Transcript – The Month Ahead October 2024 summary
[Text on screen: The Month Ahead October 2024, Scott Johnson, Assistant Fund Manager]
Scott: Hi, I’m Scott from ANZ Investments. This is The Month Ahead for October.
Voiceover: What is the state of play in financial markets?
Scott: It was a volatile start to September with global share markets retreating after economic data in the US pointed to a possible slowdown in the economy. Manufacturing surveys, which are generally good indicators of the prevailing health of the economy, came in weaker than expected, while employment indicators such as non-farm payrolls, initial and continuing jobless claims showed conflicting pictures of the US economy.
Despite this, US equity markets recovered their early losses, and headed into the all-important Fed meeting at or near where they began the month.
Voiceover: And what happened at the Fed meeting?

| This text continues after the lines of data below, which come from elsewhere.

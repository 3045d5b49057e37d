//! # woa-grid
//!
//! Decode World Ocean Atlas fixed-width ASCII grids into dense
//! `(depth, lat, lon)` arrays.
//!
//! The ASCII distribution packs 8-character right-justified fields, ten to a
//! line, longitude fastest and depth slowest. Files do not say how many depth
//! levels they contain; the decoder recovers the level count from the number
//! of fields read.
//!
//! # Quick start
//!
//! ```
//! use woa_grid::{GridLayout, decode_grid};
//!
//! let layout = GridLayout::default().with_n_lon(10).with_n_lat(1);
//! let text = "       0       1       2       3       4       5       6       7       8       9\n";
//! let grid = decode_grid(text.as_bytes(), &layout).unwrap();
//! assert_eq!(grid.n_levels(), 1);
//! assert_eq!(grid.data()[[0, 0, 3]], 3.0);
//! assert_eq!(grid.lon()[0], 18.0);
//! ```
//!
//! # Architecture
//!
//! ```text
//! decode_grid()
//!   ├─ GridLayout::validate()     (layout.rs)
//!   ├─ parse fixed-width records  (decode.rs)
//!   ├─ derive nk = fields / plane
//!   └─ Grid::regular()            (grid.rs, axes.rs, depths.rs)
//! ```

mod axes;
mod decode;
mod depths;
mod encode;
mod error;
mod grid;
mod layout;

pub use axes::{latitudes, longitudes};
pub use decode::{DecodeProgress, decode_file, decode_grid, decode_grid_with_progress};
pub use depths::{MAX_LEVELS, STANDARD_DEPTHS, standard_depths};
pub use encode::encode_grid;
pub use error::GridError;
pub use grid::Grid;
pub use layout::GridLayout;
//! Filter controls section.

use crate::search::{Facet, FilterIndex, FilterSelection};
use crate::render::{escape, Messages};

/// Render one facet's `<select>`.
///
/// The first option is always the "any" sentinel with an empty value,
/// followed by the facet values in index order.
pub fn render_facet_select(
    facet: Facet,
    options: &[String],
    selected: Option<&str>,
    messages: &Messages,
) -> String {
    let mut html = format!(
        r#"<select id="{id}" name="{name}">
    <option value="">{any}</option>
"#,
        id = facet.control_id(),
        name = facet.as_str(),
        any = escape(&messages.any_option),
    );
    for value in options {
        let attr = if selected == Some(value.as_str()) { " selected" } else { "" };
        html.push_str(&format!(
            "    <option value=\"{value}\"{attr}>{value}</option>\n",
            value = escape(value),
            attr = attr,
        ));
    }
    html.push_str("</select>\n");
    html
}

/// Render every filter control plus the price bounds and actions.
pub fn render_filters(index: &FilterIndex, selection: &FilterSelection, messages: &Messages) -> String {
    let selects: String = Facet::ALL
        .iter()
        .map(|&facet| render_facet_select(facet, index.options(facet), selection.facet(facet), messages))
        .collect();

    let bound = |value: Option<u64>| value.map(|v| v.to_string()).unwrap_or_default();

    format!(
        r#"<form class="filters" method="get">
{selects}<input type="number" id="price-min" name="min_price" min="0" placeholder="{min_label}" value="{min}">
<input type="number" id="price-max" name="max_price" min="0" placeholder="{max_label}" value="{max}">
<button type="submit">{apply}</button>
<button type="reset">{reset}</button>
</form>
"#,
        selects = selects,
        min_label = escape(&messages.min_price),
        max_label = escape(&messages.max_price),
        min = bound(selection.price.min),
        max = bound(selection.price.max),
        apply = escape(&messages.apply_filters),
        reset = escape(&messages.reset_filters),
    )
}

#[cfg(test)]
mod tests {
    use super::*;
    use crate::search::PriceRange;

    #[test]
    fn test_select_starts_with_any_option() {
        let options = vec!["Berta".to_string(), "Pronovias".to_string()];
        let html = render_facet_select(Facet::Designer, &options, None, &Messages::default());

        let first = html.find(r#"<option value="">Все</option>"#).unwrap();
        let berta = html.find(r#"<option value="Berta">"#).unwrap();
        let pronovias = html.find(r#"<option value="Pronovias">"#).unwrap();
        assert!(first < berta && berta < pronovias);
        assert!(html.starts_with(r#"<select id="filter-designer" name="designer">"#));
    }

    #[test]
    fn test_empty_options_keep_sentinel() {
        let html = render_facet_select(Facet::Size, &[], None, &Messages::default());
        assert_eq!(html.matches("<option").count(), 1);
    }

    #[test]
    fn test_selected_value_is_marked() {
        let options = vec!["S".to_string(), "M".to_string()];
        let html = render_facet_select(Facet::Size, &options, Some("M"), &Messages::default());
        assert!(html.contains(r#"<option value="M" selected>M</option>"#));
        assert!(html.contains(r#"<option value="S">S</option>"#));
    }

    #[test]
    fn test_filters_render_price_bounds() {
        let index = FilterIndex::default();
        let selection = FilterSelection::any().with_price(PriceRange::new(Some(1000), None));
        let html = render_filters(&index, &selection, &Messages::default());
        assert!(html.contains(r#"id="price-min" name="min_price" min="0" placeholder="Цена от" value="1000""#));
        assert!(html.contains(r#"id="price-max" name="max_price" min="0" placeholder="Цена до" value="""#));
        assert_eq!(html.matches("<select").count(), 4);
    }
}
//! Product type.

use crate::ids::ProductId;
use serde::{Deserialize, Serialize};

/// A product in the catalog.
///
/// Products are built once when the catalog loads and never mutated
/// afterwards. Every list-valued field holds at least one entry.
#[derive(Debug, Clone, Serialize, Deserialize, PartialEq, Eq)]
pub struct Product {
    /// Unique product identifier.
    pub id: ProductId,
    /// Display name.
    pub name: String,
    /// Model name shown next to the product name.
    pub model: String,
    /// Price in whole currency units.
    pub price: u64,
    /// Designers, in spreadsheet order.
    pub designers: Vec<String>,
    /// Silhouette tags.
    pub silhouettes: Vec<String>,
    /// Available colors.
    pub colors: Vec<String>,
    /// Available sizes. These are labels ("S", "42"), not numbers.
    pub sizes: Vec<String>,
    /// Category label.
    pub category: String,
    /// Image URL.
    pub image: String,
    /// Free-text description.
    pub description: String,
}

impl Product {
    /// Check whether the product is offered in `size`.
    ///
    /// Exact, case-sensitive match.
    pub fn has_size(&self, size: &str) -> bool {
        self.sizes.iter().any(|s| s == size)
    }

    pub fn has_designer(&self, designer: &str) -> bool {
        self.designers.iter().any(|d| d == designer)
    }

    pub fn has_silhouette(&self, silhouette: &str) -> bool {
        self.silhouettes.iter().any(|s| s == silhouette)
    }

    pub fn has_color(&self, color: &str) -> bool {
        self.colors.iter().any(|c| c == color)
    }
}

#[cfg(test)]
pub(crate) mod fixtures {
    use super::*;

    /// Build a product with the given facets for tests.
    pub fn product(id: &str, price: u64, designers: &[&str], sizes: &[&str]) -> Product {
        Product {
            id: ProductId::new(id),
            name: format!("Dress {}", id),
            model: format!("Model {}", id),
            price,
            designers: designers.iter().map(|s| s.to_string()).collect(),
            silhouettes: vec!["A-line".to_string()],
            colors: vec!["Ivory".to_string()],
            sizes: sizes.iter().map(|s| s.to_string()).collect(),
            category: "Wedding".to_string(),
            image: format!("https://img.example/{}.jpg", id),
            description: String::new(),
        }
    }
}
//! HTTP fetch of the published catalog export.

use async_trait::async_trait;
use reqwest::Url;

use crate::source::CatalogSource;

/// Error type for fetch operations.
#[derive(Debug, thiserror::Error)]
pub enum FetchError {
    #[error("HTTP error: {status} for {url}")]
    Http { status: u16, url: String },

    #[error("Invalid URL: {0}")]
    InvalidUrl(String),

    #[error("Connection error: {0}")]
    Connection(String),

    #[error("Read error: {0}")]
    Io(String),

    #[error("Body is not valid UTF-8: {0}")]
    Decode(String),
}

impl From<reqwest::Error> for FetchError {
    fn from(err: reqwest::Error) -> Self {
        if err.is_decode() || err.is_body() {
            FetchError::Decode(err.to_string())
        } else {
            FetchError::Connection(err.to_string())
        }
    }
}

impl From<std::io::Error> for FetchError {
    fn from(err: std::io::Error) -> Self {
        FetchError::Io(err.to_string())
    }
}

/// Catalog served over HTTP, typically a spreadsheet published as CSV.
#[derive(Debug, Clone)]
pub struct HttpSource {
    client: reqwest::Client,
    url: Url,
    cache_bust: bool,
}

impl HttpSource {
    /// Create a source for `url`. Cache busting is on by default.
    pub fn new(url: &str) -> Result<Self, FetchError> {
        let url = Url::parse(url).map_err(|e| FetchError::InvalidUrl(format!("{url}: {e}")))?;
        Ok(Self {
            client: reqwest::Client::new(),
            url,
            cache_bust: true,
        })
    }

    /// Toggle the `_=<unix millis>` query parameter.
    pub fn with_cache_bust(mut self, enabled: bool) -> Self {
        self.cache_bust = enabled;
        self
    }

    pub fn url(&self) -> &Url {
        &self.url
    }

    /// The URL actually requested for a fetch at `millis`.
    pub fn request_url(&self, millis: i64) -> Url {
        let mut url = self.url.clone();
        if self.cache_bust {
            url.query_pairs_mut().append_pair("_", &millis.to_string());
        }
        url
    }
}

#[async_trait]
impl CatalogSource for HttpSource {
    async fn fetch_text(&self) -> Result<String, FetchError> {
        let url = self.request_url(chrono::Utc::now().timestamp_millis());
        tracing::debug!(url = %url, "fetching catalog");

        let resp = self.client.get(url.clone()).send().await?;

        let status = resp.status();
        if !status.is_success() {
            return Err(FetchError::Http {
                status: status.as_u16(),
                url: url.to_string(),
            });
        }

        Ok(resp.text().await?)
    }

    fn describe(&self) -> String {
        self.url.to_string()
    }
}
//! Newtype IDs for type-safe identifiers.
//!
//! A `ProductId` comes from the spreadsheet, a `CartLineId` is derived from a
//! product and a size, and an `OrderId` is generated at checkout. Keeping them
//! apart stops a cart key from being looked up as a product.

use serde::{Deserialize, Serialize};
use std::fmt;

/// Macro to generate newtype ID structs.
macro_rules! define_id {
    ($(#[$meta:meta])* $name:ident) => {
        $(#[$meta])*
        #[derive(Debug, Clone, PartialEq, Eq, Hash, PartialOrd, Ord, Serialize, Deserialize)]
        #[serde(transparent)]
        pub struct $name(String);

        impl $name {
            /// Create a new ID from a string.
            pub fn new(id: impl Into<String>) -> Self {
                Self(id.into())
            }

            /// Get the ID as a string slice.
            pub fn as_str(&self) -> &str {
                &self.0
            }

            /// Consume and return the inner string.
            pub fn into_inner(self) -> String {
                self.0
            }
        }

        impl fmt::Display for $name {
            fn fmt(&self, f: &mut fmt::Formatter<'_>) -> fmt::Result {
                f.write_str(&self.0)
            }
        }

        impl From<String> for $name {
            fn from(s: String) -> Self {
                Self(s)
            }
        }

        impl From<&str> for $name {
            fn from(s: &str) -> Self {
                Self(s.to_string())
            }
        }

        impl AsRef<str> for $name {
            fn as_ref(&self) -> &str {
                &self.0
            }
        }
    };
}

define_id!(
    /// Product identifier as it appears in the `id` column.
    ProductId
);
define_id!(
    /// Cart line key, `"<product id>-<size>"`.
    CartLineId
);
define_id!(
    /// Identifier attached to a submitted order.
    OrderId
);

impl CartLineId {
    /// Build the composite key for a product and size.
    pub fn for_selection(product_id: &ProductId, size: &str) -> Self {
        Self(format!("{}-{}", product_id, size))
    }
}

impl OrderId {
    /// Generate a new unique order ID.
    pub fn generate() -> Self {
        Self(generate_id())
    }
}

/// Generate a unique ID from the current time and a process-wide counter.
fn generate_id() -> String {
    use std::sync::atomic::{AtomicU64, Ordering};
    use std::time::{SystemTime, UNIX_EPOCH};

    static COUNTER: AtomicU64 = AtomicU64::new(0);

    let timestamp = SystemTime::now()
        .duration_since(UNIX_EPOCH)
        .map(|d| d.as_millis() as u64)
        .unwrap_or(0);
    let counter = COUNTER.fetch_add(1, Ordering::SeqCst);

    format!("{:x}-{:04x}", timestamp, counter & 0xffff)
}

Scott: The Fed lowered its key interest rate by 50 basis points, which was somewhat of a surprise, economists were all calling for a 25 basis point cut given the ongoing strength in the US economy but Interest rate traders were betting big on a 50 basis point cut due to the perceived slowdown of employment. For reference, outside of the emergency cuts during the COVID pandemic, this was the first time the Fed had cut rates by more than 25 basis points since the financial crisis in 2008.
The Fed said it had gained greater confidence that inflation is moving sustainably closer to its 2% target rate. It is also hoping to prevent any spike in the unemployment rate, which has risen from 3.5% in July last year to 4.2% just as recently as last month. What was further surprising about the 50 basis point cut was Jerrome Powells post decision press conference where he spoke at length about the strength of the US economy, and the cut was actually a recalibration of rates rather than due to underlying weakness. This resulted in longer term interest rates, think 10 to 30 years, actual rise rather than fall.
Alongside the rate decision, the Fed released its quarterly summary of economic projections. It included a revision higher in its unemployment forecast to 4.4% in 2024 and 2025, while the committee now expects a further 50 basis points of cuts this year.
Voiceover: What does the Fed decision mean for the RBNZ meeting in October?
Scott: Well, that’s the big question. It won’t necessarily affect what the RBNZ is going to do, but it does give committee members a free hit of sort to go for a 50 basis point cut without inflicting as much volatility on financial markets relative to if the Fed had opted for a 25 basis point cut themselves.
On the decision itself, interest rate markets are split between a 25 or a 50 basis point cut in the OCR. On one hand, a 50 basis point cut would be warranted, GDP for Q2 was negative and has been negative for 5 of the last 7 quarters, the job market continues to be weakened and Fed cut 50 basis points in a much stronger US economy.
On the other hand, the RBNZ signalled through its forecasts at the last monetary policy committee that there would be a gradual 25 basis point cut at each meeting for the remainder of the year, in order to move more aggressively the outlook for the economy would need to be worse than at the last meeting. The only major data point since the August meeting was GDP, which did fall to negative 0.2% however this was stronger than the RBNZ’s own forecast of negative 0.5%. Additionally, confidence surveys of consumers and businesses have actually risen following the RBNZ’s first cut suggesting a 50 basis point cut might not be warranted at this stage.
Voiceover: What should we be watching for in the near term?
Scott: Outside the RBNZ meeting on the 9th of October, we will get the latest inflation figures on the 16th. Which if there is a significant surprise to the downside, then we could see markets move to price in a greater rate cut in November than is currently expected.